I was watching Searching for the Wrong-Eyed Jesus last night, which featured my favorite southern writer, Harry Crews. In the extra stuff on the DVD he tells part of the story of how he nearly died as a child after being flung into the water used to scald a hog in a game of pop-the-whip. You can find the full story in his marvelous autobiography A Childhood: The Biography of a Place (1978). Anyhows, Crews' story got me thinking that we are more or less at the time for traditional hog slaughter in the South, although it has been a bit too warm here in Tyrone, Georgia for the past few days. There are long accounts of the traditional method of slaughtering and preparing a hog in a number of places, including the first Foxfire book (which came out of Rabun County, Georgia, natch). For now, though, here are some ways a few Southern writers have described this community ritual.
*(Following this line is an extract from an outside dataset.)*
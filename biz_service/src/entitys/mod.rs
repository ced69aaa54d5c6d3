pub mod menu_item_entity;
In his semi-autobiographical novel Run With the Horsemen (1982) Ferrol Sams (from right here in Fayette County) recalled that
One of the farm events that made school attendance almost unthinkable to the boy was hog-killing. This involved so much planning, organization, expertise, and total group participation that the boy likened it to feudal preparations for siege. The frantic activity and excitement were exhilarating, and the boy was attracted to it primarily because so much of the ritual horrified and repelled him.
In A Childhood, Crews observed how
Farm families swapped labor at hog-killing time just as they swapped labor to put in tobacco or pick cotton. Early one morning our tenant farmers, mama, my brother, and I walked the half mile to Uncle Alton's place to help put a year's worth of meat in the smokehouse. Later his family would come and help us do the same thing. Before it was over, everything on the hog would have been used.
Finally, in Southern Food: At Home, On the Road, and in History (1987), John Edgerton provides some of the details
On most southern farms the first cold snap harkened the end of summer vegetables and the annual hog slaughter. Livers, cracklings and chitterlings (small intestines), were eaten immediately. Globs of hog fat were boiled in a gigantic black pot to be rendered into lard. Scraps of meat were ground up into sausages. Ribs were slowly steamed (as in the method recommended by Confederate general Stonewall Jackson, who oversaw the pork preparation for his men in gray). Sides of bacon, hog jowls, shoulders, and hams were cured in salt for weeks. Then they were hung in the smokehouse along with a variety of sausages, ham hocks, and knuckles to be smoked over hickory or pecan wood, peanut shells, or corncobs (known as meat cobs). Some farmers cured their meat with red pepper to prevent infestations of fly larvae in the era before refrigeration.
The contrast between traditional foodways (ones rapidly being lost, I presume, not that that's necessarily a bad thing) and modern pork production needs no further elucidation, I suppose...

Friday, December 29, 2006

A Childhood Memory: The Pink Pig

I didn't get around to taking my niece and nephew to Macy's at Lenox Square to ride The Pink Pig. When my sister and I were children this ride was housed at the now-closed downtown Rich's department store. From poking around the interweb, I've learned that The Pink Pig debuted in 1953. My favorite two memories of it are watching my Uncle Mick attempt to squeeze into it with us and seeing my younger sister freak out when charged by a live turkey! I no longer have my "I rode the pink pig" sticker, but I wouldn't be surprised if mom has one stored away in a scrapbook somewhere in the attic.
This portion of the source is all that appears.